++++ INFORMATION PROVIDED

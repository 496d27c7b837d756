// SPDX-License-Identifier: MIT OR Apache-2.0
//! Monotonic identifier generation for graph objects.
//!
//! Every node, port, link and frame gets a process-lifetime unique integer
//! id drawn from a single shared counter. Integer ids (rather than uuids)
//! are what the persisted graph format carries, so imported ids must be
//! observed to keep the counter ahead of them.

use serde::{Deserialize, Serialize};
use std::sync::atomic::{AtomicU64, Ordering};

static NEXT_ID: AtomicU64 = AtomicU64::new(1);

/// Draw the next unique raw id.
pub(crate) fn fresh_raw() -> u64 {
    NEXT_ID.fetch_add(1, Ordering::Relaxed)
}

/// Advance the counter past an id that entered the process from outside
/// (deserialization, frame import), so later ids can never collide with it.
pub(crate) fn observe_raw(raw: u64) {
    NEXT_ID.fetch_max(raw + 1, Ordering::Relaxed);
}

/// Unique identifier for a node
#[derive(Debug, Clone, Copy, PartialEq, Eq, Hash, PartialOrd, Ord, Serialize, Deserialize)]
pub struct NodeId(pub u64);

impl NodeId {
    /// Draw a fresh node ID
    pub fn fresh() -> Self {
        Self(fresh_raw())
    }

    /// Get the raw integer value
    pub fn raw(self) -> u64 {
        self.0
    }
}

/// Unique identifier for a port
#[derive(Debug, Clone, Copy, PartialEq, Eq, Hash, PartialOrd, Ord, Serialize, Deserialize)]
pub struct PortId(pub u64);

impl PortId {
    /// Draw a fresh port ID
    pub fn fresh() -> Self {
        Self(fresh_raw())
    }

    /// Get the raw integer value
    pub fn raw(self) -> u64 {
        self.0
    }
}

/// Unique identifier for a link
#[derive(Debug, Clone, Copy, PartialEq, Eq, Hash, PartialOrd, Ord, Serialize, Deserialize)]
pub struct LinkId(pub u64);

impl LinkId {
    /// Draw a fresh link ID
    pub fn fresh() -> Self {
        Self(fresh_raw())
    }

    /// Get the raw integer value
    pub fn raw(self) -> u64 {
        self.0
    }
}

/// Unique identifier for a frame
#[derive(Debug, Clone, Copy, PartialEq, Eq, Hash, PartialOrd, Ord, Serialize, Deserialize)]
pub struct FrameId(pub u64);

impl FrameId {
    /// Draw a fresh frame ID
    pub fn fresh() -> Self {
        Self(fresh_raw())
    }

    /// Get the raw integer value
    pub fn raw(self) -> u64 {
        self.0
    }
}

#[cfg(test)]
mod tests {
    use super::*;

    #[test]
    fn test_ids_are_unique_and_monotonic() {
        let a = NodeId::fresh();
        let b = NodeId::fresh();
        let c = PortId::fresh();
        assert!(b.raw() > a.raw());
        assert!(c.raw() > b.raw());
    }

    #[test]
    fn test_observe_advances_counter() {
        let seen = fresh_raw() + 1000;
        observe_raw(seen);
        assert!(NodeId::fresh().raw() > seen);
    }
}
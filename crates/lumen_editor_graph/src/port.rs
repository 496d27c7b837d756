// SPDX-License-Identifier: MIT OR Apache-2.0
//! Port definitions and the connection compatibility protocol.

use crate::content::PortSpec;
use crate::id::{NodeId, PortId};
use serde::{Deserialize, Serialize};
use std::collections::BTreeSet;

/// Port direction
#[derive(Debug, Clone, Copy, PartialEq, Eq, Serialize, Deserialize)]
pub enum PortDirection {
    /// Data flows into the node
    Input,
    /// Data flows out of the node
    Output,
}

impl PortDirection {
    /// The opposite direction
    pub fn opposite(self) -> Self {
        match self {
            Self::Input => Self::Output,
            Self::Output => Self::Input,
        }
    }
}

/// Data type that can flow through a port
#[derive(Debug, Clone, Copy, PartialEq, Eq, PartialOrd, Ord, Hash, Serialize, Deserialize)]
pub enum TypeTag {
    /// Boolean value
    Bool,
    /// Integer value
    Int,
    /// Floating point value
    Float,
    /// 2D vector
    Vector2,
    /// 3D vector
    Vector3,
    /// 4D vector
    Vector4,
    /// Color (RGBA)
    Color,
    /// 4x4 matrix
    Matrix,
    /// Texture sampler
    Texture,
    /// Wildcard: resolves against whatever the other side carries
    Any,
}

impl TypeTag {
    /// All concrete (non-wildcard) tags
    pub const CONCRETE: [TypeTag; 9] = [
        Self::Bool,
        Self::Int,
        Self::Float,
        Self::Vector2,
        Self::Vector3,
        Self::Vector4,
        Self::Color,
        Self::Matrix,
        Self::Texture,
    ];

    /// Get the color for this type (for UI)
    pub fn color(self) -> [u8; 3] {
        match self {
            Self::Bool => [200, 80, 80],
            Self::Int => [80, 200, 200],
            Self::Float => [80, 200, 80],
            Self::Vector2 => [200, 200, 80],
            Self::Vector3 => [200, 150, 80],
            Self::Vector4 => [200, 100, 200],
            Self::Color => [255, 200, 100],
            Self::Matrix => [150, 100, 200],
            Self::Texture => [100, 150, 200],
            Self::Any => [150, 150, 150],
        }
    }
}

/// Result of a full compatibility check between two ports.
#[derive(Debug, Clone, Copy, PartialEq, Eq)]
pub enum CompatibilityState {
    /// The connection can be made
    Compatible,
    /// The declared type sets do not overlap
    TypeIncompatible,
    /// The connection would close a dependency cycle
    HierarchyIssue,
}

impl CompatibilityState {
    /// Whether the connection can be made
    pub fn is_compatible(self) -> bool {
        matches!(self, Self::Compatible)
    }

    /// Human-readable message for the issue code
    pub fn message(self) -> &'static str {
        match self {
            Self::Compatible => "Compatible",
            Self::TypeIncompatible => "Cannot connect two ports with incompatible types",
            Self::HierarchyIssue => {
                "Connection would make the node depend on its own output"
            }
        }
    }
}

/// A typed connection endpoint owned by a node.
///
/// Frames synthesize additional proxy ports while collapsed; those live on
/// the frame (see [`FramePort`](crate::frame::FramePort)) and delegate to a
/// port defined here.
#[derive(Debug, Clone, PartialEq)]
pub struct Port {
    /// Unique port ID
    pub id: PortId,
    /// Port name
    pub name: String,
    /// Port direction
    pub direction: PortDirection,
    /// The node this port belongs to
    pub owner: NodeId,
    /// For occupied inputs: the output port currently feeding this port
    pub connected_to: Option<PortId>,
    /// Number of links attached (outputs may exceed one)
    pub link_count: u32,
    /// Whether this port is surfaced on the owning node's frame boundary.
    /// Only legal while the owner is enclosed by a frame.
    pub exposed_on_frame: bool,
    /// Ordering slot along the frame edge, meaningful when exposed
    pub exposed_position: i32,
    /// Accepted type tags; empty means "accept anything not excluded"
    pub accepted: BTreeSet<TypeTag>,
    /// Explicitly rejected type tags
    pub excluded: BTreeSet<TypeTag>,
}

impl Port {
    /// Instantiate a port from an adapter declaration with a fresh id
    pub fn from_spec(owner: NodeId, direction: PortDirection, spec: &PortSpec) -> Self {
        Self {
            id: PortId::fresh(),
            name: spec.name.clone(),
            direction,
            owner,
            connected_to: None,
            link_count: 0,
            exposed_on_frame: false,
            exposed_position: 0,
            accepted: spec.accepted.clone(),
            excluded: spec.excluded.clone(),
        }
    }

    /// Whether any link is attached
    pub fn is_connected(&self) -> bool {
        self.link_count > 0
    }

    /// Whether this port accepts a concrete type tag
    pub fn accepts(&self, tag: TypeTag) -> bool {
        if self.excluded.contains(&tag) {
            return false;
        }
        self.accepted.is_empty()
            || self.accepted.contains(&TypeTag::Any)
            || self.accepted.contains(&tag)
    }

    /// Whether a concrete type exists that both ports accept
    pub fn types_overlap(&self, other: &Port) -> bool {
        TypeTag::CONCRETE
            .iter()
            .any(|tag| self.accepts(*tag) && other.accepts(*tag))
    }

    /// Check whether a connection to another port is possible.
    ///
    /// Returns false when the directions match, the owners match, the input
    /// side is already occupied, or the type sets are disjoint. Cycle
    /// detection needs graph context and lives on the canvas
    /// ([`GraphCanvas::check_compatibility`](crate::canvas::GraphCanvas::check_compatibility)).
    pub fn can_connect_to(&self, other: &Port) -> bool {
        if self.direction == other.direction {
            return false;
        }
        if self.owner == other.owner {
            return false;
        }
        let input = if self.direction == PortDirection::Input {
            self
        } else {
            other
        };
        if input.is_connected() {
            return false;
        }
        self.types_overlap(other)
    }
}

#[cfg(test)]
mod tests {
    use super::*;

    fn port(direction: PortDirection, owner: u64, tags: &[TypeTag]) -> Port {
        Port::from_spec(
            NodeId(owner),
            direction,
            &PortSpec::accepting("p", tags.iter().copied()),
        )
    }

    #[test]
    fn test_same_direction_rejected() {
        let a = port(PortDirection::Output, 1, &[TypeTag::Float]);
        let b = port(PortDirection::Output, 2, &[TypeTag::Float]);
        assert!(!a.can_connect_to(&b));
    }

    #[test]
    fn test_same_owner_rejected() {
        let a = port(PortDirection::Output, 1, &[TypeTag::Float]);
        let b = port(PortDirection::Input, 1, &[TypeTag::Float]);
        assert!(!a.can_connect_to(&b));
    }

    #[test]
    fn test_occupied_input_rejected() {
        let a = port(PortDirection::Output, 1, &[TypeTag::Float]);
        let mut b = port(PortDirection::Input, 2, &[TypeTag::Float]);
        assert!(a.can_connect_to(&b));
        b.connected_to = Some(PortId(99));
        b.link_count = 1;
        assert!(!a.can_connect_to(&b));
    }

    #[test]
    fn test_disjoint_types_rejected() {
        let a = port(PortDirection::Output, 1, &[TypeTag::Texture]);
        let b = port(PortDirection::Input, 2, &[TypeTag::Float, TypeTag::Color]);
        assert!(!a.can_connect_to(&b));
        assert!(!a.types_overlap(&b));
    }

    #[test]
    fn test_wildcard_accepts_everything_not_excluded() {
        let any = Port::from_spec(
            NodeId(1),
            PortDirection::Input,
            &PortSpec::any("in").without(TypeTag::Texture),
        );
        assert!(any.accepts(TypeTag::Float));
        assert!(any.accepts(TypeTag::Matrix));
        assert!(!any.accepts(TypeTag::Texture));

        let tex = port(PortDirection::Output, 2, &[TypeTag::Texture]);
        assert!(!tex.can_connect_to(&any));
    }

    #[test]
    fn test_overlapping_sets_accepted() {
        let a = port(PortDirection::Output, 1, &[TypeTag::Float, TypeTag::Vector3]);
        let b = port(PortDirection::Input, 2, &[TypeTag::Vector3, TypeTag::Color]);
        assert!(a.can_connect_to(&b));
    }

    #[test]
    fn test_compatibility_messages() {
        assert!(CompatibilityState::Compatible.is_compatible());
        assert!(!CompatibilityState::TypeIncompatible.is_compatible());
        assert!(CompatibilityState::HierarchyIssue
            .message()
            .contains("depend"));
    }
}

++++++++
++++ INFORMATION PROVIDED

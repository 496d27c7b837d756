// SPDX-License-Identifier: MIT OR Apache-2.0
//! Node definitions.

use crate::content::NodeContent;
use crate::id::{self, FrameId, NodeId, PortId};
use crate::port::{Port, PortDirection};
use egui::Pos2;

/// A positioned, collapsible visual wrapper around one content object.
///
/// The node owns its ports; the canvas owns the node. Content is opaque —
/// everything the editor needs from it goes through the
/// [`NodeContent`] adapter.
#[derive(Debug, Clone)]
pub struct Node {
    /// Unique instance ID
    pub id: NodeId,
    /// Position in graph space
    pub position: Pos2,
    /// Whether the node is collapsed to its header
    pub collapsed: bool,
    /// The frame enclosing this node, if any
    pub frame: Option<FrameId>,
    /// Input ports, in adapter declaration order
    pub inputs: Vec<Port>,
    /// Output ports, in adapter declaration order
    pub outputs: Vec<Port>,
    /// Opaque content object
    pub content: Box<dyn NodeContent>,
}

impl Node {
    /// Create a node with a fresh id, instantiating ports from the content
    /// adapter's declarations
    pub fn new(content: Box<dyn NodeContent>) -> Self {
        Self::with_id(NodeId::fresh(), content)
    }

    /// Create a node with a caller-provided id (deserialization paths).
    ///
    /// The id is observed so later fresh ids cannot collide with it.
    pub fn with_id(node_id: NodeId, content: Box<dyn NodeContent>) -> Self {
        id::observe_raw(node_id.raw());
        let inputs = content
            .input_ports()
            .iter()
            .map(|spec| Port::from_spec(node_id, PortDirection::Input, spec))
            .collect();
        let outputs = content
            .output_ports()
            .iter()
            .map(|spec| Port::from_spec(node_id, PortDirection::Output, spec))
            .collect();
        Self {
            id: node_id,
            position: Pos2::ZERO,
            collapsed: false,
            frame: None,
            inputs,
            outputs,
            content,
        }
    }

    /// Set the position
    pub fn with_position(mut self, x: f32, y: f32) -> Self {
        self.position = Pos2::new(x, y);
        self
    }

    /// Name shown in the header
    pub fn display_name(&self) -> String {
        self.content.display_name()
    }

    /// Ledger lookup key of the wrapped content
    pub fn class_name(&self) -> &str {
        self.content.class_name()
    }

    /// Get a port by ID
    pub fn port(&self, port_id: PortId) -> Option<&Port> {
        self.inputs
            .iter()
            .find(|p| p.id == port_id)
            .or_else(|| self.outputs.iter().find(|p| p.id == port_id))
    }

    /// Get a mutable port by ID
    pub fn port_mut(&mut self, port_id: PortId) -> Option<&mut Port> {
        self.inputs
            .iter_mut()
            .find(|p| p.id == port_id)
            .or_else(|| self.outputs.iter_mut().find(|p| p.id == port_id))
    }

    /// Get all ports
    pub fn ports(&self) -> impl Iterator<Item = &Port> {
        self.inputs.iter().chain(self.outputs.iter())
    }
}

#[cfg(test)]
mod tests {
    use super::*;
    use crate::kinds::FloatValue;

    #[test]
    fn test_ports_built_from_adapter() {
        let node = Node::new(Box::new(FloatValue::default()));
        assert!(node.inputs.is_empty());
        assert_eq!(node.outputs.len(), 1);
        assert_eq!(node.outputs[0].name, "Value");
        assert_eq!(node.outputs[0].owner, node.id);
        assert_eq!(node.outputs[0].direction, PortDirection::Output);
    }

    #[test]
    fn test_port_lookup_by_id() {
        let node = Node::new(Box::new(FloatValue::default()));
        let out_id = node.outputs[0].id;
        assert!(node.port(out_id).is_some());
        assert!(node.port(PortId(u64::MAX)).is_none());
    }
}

++++++++
++++ INFORMATION PROVIDED

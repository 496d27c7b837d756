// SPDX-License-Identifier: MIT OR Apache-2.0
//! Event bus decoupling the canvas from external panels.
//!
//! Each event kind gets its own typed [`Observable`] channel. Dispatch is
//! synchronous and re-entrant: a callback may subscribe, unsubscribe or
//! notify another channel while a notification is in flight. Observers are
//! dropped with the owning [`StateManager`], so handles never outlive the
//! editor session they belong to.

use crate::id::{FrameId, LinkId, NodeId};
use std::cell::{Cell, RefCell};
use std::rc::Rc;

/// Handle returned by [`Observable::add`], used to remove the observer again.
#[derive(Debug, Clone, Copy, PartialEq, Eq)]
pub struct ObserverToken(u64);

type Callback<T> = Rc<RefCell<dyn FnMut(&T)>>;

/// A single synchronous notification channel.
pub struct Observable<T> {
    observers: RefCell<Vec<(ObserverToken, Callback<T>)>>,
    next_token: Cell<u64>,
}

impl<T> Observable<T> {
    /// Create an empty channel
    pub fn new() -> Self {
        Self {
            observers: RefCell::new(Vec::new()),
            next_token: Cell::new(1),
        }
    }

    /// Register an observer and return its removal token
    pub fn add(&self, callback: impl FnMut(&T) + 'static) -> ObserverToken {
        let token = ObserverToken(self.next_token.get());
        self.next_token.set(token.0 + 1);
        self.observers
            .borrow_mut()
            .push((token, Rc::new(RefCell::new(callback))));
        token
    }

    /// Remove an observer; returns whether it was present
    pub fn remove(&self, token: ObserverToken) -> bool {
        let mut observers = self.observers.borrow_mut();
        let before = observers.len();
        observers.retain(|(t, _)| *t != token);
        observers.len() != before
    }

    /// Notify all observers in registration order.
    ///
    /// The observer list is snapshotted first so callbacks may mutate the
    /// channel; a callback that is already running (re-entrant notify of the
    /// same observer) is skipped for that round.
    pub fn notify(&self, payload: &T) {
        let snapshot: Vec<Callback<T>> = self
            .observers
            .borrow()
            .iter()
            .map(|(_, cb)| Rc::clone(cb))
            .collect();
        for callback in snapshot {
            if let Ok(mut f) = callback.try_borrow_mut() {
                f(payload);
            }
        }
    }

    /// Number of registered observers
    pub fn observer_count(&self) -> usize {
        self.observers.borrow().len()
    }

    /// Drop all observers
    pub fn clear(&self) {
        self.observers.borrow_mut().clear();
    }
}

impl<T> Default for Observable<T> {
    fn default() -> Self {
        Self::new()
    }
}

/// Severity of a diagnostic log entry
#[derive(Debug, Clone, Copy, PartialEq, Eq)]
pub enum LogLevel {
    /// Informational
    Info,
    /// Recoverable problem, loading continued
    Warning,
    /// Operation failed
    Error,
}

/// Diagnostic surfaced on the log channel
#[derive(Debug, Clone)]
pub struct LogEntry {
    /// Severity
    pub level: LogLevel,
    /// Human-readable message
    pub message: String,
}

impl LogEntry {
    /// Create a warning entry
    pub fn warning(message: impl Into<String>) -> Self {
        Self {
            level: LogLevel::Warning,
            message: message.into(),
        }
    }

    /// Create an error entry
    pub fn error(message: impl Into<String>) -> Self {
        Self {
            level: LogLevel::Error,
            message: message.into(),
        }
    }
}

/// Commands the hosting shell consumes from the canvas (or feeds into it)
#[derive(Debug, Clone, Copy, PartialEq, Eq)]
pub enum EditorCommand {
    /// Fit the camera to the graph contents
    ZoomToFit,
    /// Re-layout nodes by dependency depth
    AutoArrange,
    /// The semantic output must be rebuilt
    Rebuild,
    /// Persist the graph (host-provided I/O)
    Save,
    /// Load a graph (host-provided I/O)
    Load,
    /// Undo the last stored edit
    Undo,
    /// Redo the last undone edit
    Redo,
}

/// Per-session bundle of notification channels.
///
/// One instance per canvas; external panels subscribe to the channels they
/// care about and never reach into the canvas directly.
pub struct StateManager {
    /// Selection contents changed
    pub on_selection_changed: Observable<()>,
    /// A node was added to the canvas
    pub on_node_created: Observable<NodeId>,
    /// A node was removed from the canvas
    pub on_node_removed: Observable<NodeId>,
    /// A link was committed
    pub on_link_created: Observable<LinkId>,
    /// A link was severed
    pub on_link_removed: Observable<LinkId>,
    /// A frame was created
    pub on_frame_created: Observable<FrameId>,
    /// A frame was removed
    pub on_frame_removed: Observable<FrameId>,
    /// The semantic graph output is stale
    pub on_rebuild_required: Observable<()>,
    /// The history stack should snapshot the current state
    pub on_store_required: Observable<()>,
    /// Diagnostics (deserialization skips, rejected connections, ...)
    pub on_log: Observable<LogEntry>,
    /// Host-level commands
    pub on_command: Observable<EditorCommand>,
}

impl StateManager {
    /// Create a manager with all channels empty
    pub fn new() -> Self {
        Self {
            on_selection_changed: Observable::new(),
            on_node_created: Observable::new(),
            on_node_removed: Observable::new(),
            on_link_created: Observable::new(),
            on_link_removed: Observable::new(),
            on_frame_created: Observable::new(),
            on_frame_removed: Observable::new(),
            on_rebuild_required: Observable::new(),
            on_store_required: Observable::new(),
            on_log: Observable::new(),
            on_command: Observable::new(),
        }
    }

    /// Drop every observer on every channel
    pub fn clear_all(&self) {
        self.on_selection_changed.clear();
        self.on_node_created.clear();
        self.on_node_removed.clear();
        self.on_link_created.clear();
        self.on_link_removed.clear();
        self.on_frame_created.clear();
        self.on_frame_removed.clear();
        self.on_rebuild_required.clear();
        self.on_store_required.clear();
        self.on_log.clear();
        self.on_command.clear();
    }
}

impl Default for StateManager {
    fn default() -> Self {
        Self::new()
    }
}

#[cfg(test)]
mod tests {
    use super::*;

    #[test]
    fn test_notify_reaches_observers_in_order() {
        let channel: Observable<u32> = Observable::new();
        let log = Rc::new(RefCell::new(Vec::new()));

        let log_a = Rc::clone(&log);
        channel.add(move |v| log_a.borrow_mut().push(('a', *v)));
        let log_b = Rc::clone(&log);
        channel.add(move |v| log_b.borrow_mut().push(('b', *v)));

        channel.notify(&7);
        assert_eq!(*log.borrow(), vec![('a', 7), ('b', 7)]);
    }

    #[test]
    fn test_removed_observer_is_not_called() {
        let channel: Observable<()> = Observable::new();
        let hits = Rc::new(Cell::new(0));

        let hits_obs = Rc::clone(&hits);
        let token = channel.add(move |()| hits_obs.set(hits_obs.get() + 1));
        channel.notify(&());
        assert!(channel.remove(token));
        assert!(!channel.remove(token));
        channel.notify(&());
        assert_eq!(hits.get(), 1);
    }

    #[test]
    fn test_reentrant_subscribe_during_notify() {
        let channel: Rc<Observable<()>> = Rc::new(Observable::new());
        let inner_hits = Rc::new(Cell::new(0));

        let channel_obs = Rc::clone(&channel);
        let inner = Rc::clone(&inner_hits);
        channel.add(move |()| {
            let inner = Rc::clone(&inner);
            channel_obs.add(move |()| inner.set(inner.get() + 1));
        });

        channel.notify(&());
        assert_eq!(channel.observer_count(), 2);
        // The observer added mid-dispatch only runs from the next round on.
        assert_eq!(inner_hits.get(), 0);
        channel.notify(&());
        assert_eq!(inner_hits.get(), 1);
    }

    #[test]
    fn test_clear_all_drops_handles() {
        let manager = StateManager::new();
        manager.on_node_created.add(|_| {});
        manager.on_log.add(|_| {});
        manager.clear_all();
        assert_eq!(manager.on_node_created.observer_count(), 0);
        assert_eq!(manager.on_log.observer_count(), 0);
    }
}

++++++++

ASSIGNMENT: Pull every line containing the word "Human" out of the material.

ANSWER BELOW:
    /// Human-readable message for the issue code
    /// Human-readable message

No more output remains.